**YOUR INSTRUCTIONS:**
What lines in the material hold the string "Instant"? Return every one of them.

☆ ☆ ☆ ☆ ☆

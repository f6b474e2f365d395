//! Async service driving a [`SwitchBankNode`] on an [`N2kBus`].
//!
//! The node itself is synchronous. The runner owns it and is the only task
//! touching the bank state; other tasks talk to it through optional
//! pre-allocated [`embassy_sync::Channel`] instances:
//!
//! * a command channel (`SwitchHandle`) to set or toggle switches locally;
//! * an event channel (`SwitchEvents`) reporting switches changed by the bus.
//!
//! Each loop iteration drains pending commands, services the status broadcast,
//! then waits for either one inbound message or [`STATUS_POLL_INTERVAL_MS`],
//! dispatches it, and flushes the replies to the bus.

use core::fmt::Debug;

use embassy_sync::{
    blocking_mutex::raw::CriticalSectionRawMutex,
    channel::{Channel, Receiver, Sender},
};
use embassy_time::Instant;
use futures_util::{future::select, future::Either, pin_mut};

use crate::application::switch_bank::SwitchBankNode;
use crate::application::{OUTBOX_CAPACITY, STATUS_POLL_INTERVAL_MS};
use crate::error::{HandleError, ServiceError};
use crate::protocol::transport::outbox::Outbox;
use crate::protocol::transport::traits::korri_timer::KorriTimer;
use crate::protocol::transport::traits::n2k_bus::N2kBus;

/// Device index used for every outbound message of the service.
const DEVICE_INDEX: usize = 0;

/// Service assembling the switch bank components.
pub struct SwitchBankService<
    'a,
    B: N2kBus,
    T: KorriTimer,
    const N: usize,
    const CMD_CAP: usize,
    const EVT_CAP: usize,
> where
    B::Error: Debug,
{
    node: SwitchBankNode<N>,
    bus: B,
    timer: T,
    source_address: u8,
    command_channel: Option<&'a Channel<CriticalSectionRawMutex, SwitchCommand, CMD_CAP>>,
    event_channel: Option<&'a Channel<CriticalSectionRawMutex, SwitchEvent, EVT_CAP>>,
}

impl<'a, B, T, const N: usize, const CMD_CAP: usize, const EVT_CAP: usize>
    SwitchBankService<'a, B, T, N, CMD_CAP, EVT_CAP>
where
    B: N2kBus,
    B::Error: Debug,
    T: KorriTimer,
{
    /// Wrap an already-configured node. `source_address` is the claimed bus address.
    pub fn new(
        node: SwitchBankNode<N>,
        bus: B,
        timer: T,
        source_address: u8,
        command_channel: Option<&'a Channel<CriticalSectionRawMutex, SwitchCommand, CMD_CAP>>,
        event_channel: Option<&'a Channel<CriticalSectionRawMutex, SwitchEvent, EVT_CAP>>,
    ) -> Self {
        Self {
            node,
            bus,
            timer,
            source_address,
            command_channel,
            event_channel,
        }
    }

    /// Split into handle/events/runner components.
    pub fn into_parts(self) -> SwitchBankServiceParts<'a, B, T, N, CMD_CAP, EVT_CAP> {
        let handle = self.command_channel.map(|channel| SwitchHandle {
            sender: channel.sender(),
        });
        let events = self.event_channel.map(|channel| SwitchEvents {
            receiver: channel.receiver(),
        });
        SwitchBankServiceParts {
            handle,
            events,
            runner: SwitchBankRunner {
                node: self.node,
                bus: self.bus,
                timer: self.timer,
                source_address: self.source_address,
                command_channel: self.command_channel,
                event_channel: self.event_channel,
            },
        }
    }
}

/// Bundle returned by [`SwitchBankService::into_parts`].
pub struct SwitchBankServiceParts<
    'a,
    B,
    T,
    const N: usize,
    const CMD_CAP: usize,
    const EVT_CAP: usize,
> where
    B: N2kBus,
    B::Error: Debug,
    T: KorriTimer,
{
    pub handle: Option<SwitchHandle<'a, CMD_CAP>>,
    pub events: Option<SwitchEvents<'a, EVT_CAP>>,
    pub runner: SwitchBankRunner<'a, B, T, N, CMD_CAP, EVT_CAP>,
}

//==================================================================================RUNNER
/// Runner that drives the service loop.
pub struct SwitchBankRunner<'a, B, T, const N: usize, const CMD_CAP: usize, const EVT_CAP: usize>
where
    B: N2kBus,
    B::Error: Debug,
    T: KorriTimer,
{
    node: SwitchBankNode<N>,
    bus: B,
    timer: T,
    source_address: u8,
    command_channel: Option<&'a Channel<CriticalSectionRawMutex, SwitchCommand, CMD_CAP>>,
    event_channel: Option<&'a Channel<CriticalSectionRawMutex, SwitchEvent, EVT_CAP>>,
}

impl<'a, B, T, const N: usize, const CMD_CAP: usize, const EVT_CAP: usize>
    SwitchBankRunner<'a, B, T, N, CMD_CAP, EVT_CAP>
where
    B: N2kBus,
    B::Error: Debug,
    T: KorriTimer,
{
    pub fn node(&self) -> &SwitchBankNode<N> {
        &self.node
    }

    fn now(&self) -> Instant {
        Instant::from_millis(self.timer.now_ms())
    }

    pub async fn drive(mut self) -> Result<(), ServiceError<B::Error>> {
        let mut outbox: Outbox<OUTBOX_CAPACITY> = Outbox::new();
        let now = self.now();
        self.node.start(now);

        loop {
            if let Some(cmd_ch) = self.command_channel {
                while let Ok(command) = cmd_ch.try_receive() {
                    self.handle_command(command);
                }
            }

            let now = self.now();
            self.node.poll_status(now, DEVICE_INDEX, &mut outbox)?;
            self.flush(&outbox).await?;

            let received = {
                let recv_future = self.bus.recv();
                let tick_future = self.timer.delay_ms(STATUS_POLL_INTERVAL_MS);
                pin_mut!(recv_future);
                pin_mut!(tick_future);

                match select(recv_future, tick_future).await {
                    Either::Left((result, _pending_tick)) => Some(result),
                    Either::Right(((), _pending_recv)) => None,
                }
            };

            if let Some(result) = received {
                let msg = result.map_err(ServiceError::Receive)?;
                match self.node.handle_msg(&msg, DEVICE_INDEX, &mut outbox) {
                    Ok(()) => {}
                    // An answer that cannot be encoded only costs that answer.
                    Err(HandleError::Build(_err)) => {
                        #[cfg(feature = "defmt")]
                        defmt::warn!("Cannot answer PGN {} from {}: {}", msg.pgn, msg.source, _err);
                    }
                    Err(err) => return Err(err.into()),
                }
                self.publish_changes();
                self.flush(&outbox).await?;
            }
        }
    }

    fn handle_command(&mut self, command: SwitchCommand) {
        let bank = self.node.bank_mut();
        let applied = match command {
            SwitchCommand::Set { index, on } => bank.set_switch(index, on),
            SwitchCommand::Toggle { index } => bank.toggle_switch(index).is_some(),
        };
        if !applied {
            #[cfg(feature = "defmt")]
            defmt::warn!("Ignoring command for unknown switch: {}", command);
        }
    }

    fn publish_changes(&mut self) {
        let changes = self.node.bank_mut().take_changes();
        let Some(evt_ch) = self.event_channel else {
            return;
        };
        for (index, on) in changes {
            if evt_ch.try_send(SwitchEvent::Changed { index, on }).is_err() {
                #[cfg(feature = "defmt")]
                defmt::warn!("Event channel full, dropping change of switch {}", index);
            }
        }
    }

    async fn flush(&mut self, outbox: &Outbox<OUTBOX_CAPACITY>) -> Result<(), ServiceError<B::Error>> {
        while let Some(mut outbound) = outbox.pop() {
            outbound.msg.source = self.source_address;
            self.bus
                .send(&outbound.msg)
                .await
                .map_err(ServiceError::Send)?;
        }
        Ok(())
    }
}

//==================================================================================HANDLE
/// Command handle (optional).
pub struct SwitchHandle<'a, const CMD_CAP: usize> {
    sender: Sender<'a, CriticalSectionRawMutex, SwitchCommand, CMD_CAP>,
}

impl<'a, const CMD_CAP: usize> SwitchHandle<'a, CMD_CAP> {
    pub async fn set(&self, index: usize, on: bool) {
        self.sender.send(SwitchCommand::Set { index, on }).await;
    }

    pub async fn toggle(&self, index: usize) {
        self.sender.send(SwitchCommand::Toggle { index }).await;
    }
}

/// Optional receiver of switch changes made by the bus.
pub struct SwitchEvents<'a, const EVT_CAP: usize> {
    receiver: Receiver<'a, CriticalSectionRawMutex, SwitchEvent, EVT_CAP>,
}

impl<'a, const EVT_CAP: usize> SwitchEvents<'a, EVT_CAP> {
    pub async fn recv(&mut self) -> SwitchEvent {
        self.receiver.receive().await
    }
}

/// Commands queued by producer tasks.
#[derive(Debug, Clone, Copy, PartialEq, Eq)]
#[cfg_attr(feature = "defmt", derive(defmt::Format))]
pub enum SwitchCommand {
    Set { index: usize, on: bool },
    Toggle { index: usize },
}

/// Changes reported to the application.
#[derive(Debug, Clone, Copy, PartialEq, Eq)]
#[cfg_attr(feature = "defmt", derive(defmt::Format))]
pub enum SwitchEvent {
    /// A 127502 control changed switch `index`.
    Changed { index: usize, on: bool },
}
//! PGNs handled by the switch bank node and their payload codecs.
pub mod binary_status;

use crate::core::N2kMsg;
use crate::error::MsgError;

/// ISO Request.
pub const PGN_ISO_REQUEST: u32 = 59904;
/// Group function (request, command, acknowledge, read/write fields).
pub const PGN_GROUP_FUNCTION: u32 = 126208;
/// Binary Switch Bank Status.
pub const PGN_BINARY_STATUS: u32 = 127501;
/// Switch Bank Control.
pub const PGN_SWITCH_BANK_CONTROL: u32 = 127502;

/// Whether `pgn` falls in one of the proprietary ranges (manufacturer-defined content).
pub const fn is_proprietary_pgn(pgn: u32) -> bool {
    matches!(pgn, 61184 | 126720 | 65280..=65535 | 130816..=131071)
}

/// Extract the PGN requested by an ISO Request (PGN 59904) payload.
pub fn parse_iso_request(msg: &N2kMsg) -> Result<u32, MsgError> {
    let mut index = 0;
    msg.read_u24(&mut index)
}
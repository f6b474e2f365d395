//! Switch bank node walkthrough: feed hand-built messages to a two-bank node
//! and print what it would put on the bus.

use embassy_time::Instant;
use korri_switchbank::{
    application::switch_bank::{SwitchBankConfig, SwitchBankNode},
    core::N2kMsg,
    protocol::{
        group_function::acknowledge::AcknowledgementView,
        messages::{
            binary_status::{parse_binary_status, set_switch_bank_control, BinaryStatus, OnOff},
            PGN_BINARY_STATUS, PGN_GROUP_FUNCTION,
        },
        transport::outbox::Outbox,
    },
};

const NODE_ADDRESS: u8 = 0x20;
const TOOL_ADDRESS: u8 = 0x35;

fn print_outbox(outbox: &Outbox<16>) {
    while let Some(outbound) = outbox.pop() {
        let msg = outbound.msg;
        match msg.pgn {
            PGN_BINARY_STATUS => {
                let (instance, status) = parse_binary_status(&msg).expect("status payload");
                let on: Vec<u8> = status
                    .items()
                    .filter(|(_, state)| *state == OnOff::On)
                    .map(|(item, _)| item)
                    .collect();
                println!(
                    "  -> 127501 to 0x{:02X}: bank {} on={:?}",
                    msg.destination, instance, on
                );
            }
            PGN_GROUP_FUNCTION => match AcknowledgementView::parse(&msg) {
                Some(ack) => println!(
                    "  -> 126208 ack to 0x{:02X}: pgn {} pgn_code {:?} tx_code {:?} params {}",
                    msg.destination,
                    ack.pgn(),
                    ack.pgn_code(),
                    ack.transmission_code(),
                    ack.parameter_count()
                ),
                None => println!(
                    "  -> 126208 function {} to 0x{:02X}: {:02X?}",
                    msg.data()[0],
                    msg.destination,
                    msg.data()
                ),
            },
            pgn => println!("  -> {} to 0x{:02X}", pgn, msg.destination),
        }
    }
}

fn group_function(function: u8, body: &[u8]) -> N2kMsg {
    let mut msg = N2kMsg::new(PGN_GROUP_FUNCTION, 3, NODE_ADDRESS);
    msg.source = TOOL_ADDRESS;
    msg.add_u8(function).unwrap();
    msg.add_u24(PGN_BINARY_STATUS).unwrap();
    for byte in body {
        msg.add_u8(*byte).unwrap();
    }
    msg
}

fn main() {
    println!("=== Switch Bank Node Example ===\n");

    let config = SwitchBankConfig::new()
        .with_instances([0, 1])
        .with_period_ms(2_000)
        .with_offset_ms(0);
    let mut node = SwitchBankNode::new(config).expect("valid configuration");
    let mut outbox: Outbox<16> = Outbox::new();
    let mut now = Instant::from_millis(0);
    node.start(now);

    println!("1. Start-up broadcast:");
    node.poll_status(now, 0, &mut outbox).unwrap();
    print_outbox(&outbox);

    println!("\n2. Local switch 3 on (bank 0, item 4):");
    node.bank_mut().set_switch(3, true);
    now += embassy_time::Duration::from_millis(10);
    node.poll_status(now, 0, &mut outbox).unwrap();
    print_outbox(&outbox);

    println!("\n3. Switch Bank Control from the tool, bank 1 item 2 on:");
    let mut control = BinaryStatus::unavailable();
    control.set_item(2, OnOff::On);
    let mut msg = N2kMsg::default();
    set_switch_bank_control(&mut msg, 1, control).unwrap();
    msg.source = TOOL_ADDRESS;
    node.handle_msg(&msg, 0, &mut outbox).unwrap();
    for (index, on) in node.bank_mut().take_changes() {
        println!("  switch {} changed to {}", index, on);
    }
    node.poll_status(now, 0, &mut outbox).unwrap();
    print_outbox(&outbox);

    println!("\n4. Request bank 1 every 500 ms:");
    let mut body = Vec::new();
    body.extend_from_slice(&500u32.to_le_bytes());
    body.extend_from_slice(&0xFFFFu16.to_le_bytes());
    body.extend_from_slice(&[1, 1, 1]);
    node.handle_msg(&group_function(0, &body), 0, &mut outbox).unwrap();
    print_outbox(&outbox);
    println!("  period now {} ms", node.bank().scheduler().period_ms());

    println!("\n5. Request an unknown bank:");
    let mut body = Vec::new();
    body.extend_from_slice(&0xFFFF_FFFFu32.to_le_bytes());
    body.extend_from_slice(&0xFFFFu16.to_le_bytes());
    body.extend_from_slice(&[1, 1, 9]);
    node.handle_msg(&group_function(0, &body), 0, &mut outbox).unwrap();
    print_outbox(&outbox);

    println!("\n6. Write Fields: renumber bank 1 to 7:");
    node.handle_msg(&group_function(5, &[0x01, 1, 1, 1, 1, 1, 7]), 0, &mut outbox)
        .unwrap();
    print_outbox(&outbox);
    println!("  instances now {:?}", node.bank().instances());

    println!("\n7. Command on 127501 is refused:");
    node.handle_msg(&group_function(1, &[0x08, 1, 1, 7]), 0, &mut outbox)
        .unwrap();
    print_outbox(&outbox);

    println!("\n=== Example completed ===");
}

☆ ☆ ☆ ☆ ☆

**EXERCISE ANSWER:**
use embassy_time::Instant;
    fn now(&self) -> Instant {
        Instant::from_millis(self.timer.now_ms())
use embassy_time::Instant;
    let mut now = Instant::from_millis(0);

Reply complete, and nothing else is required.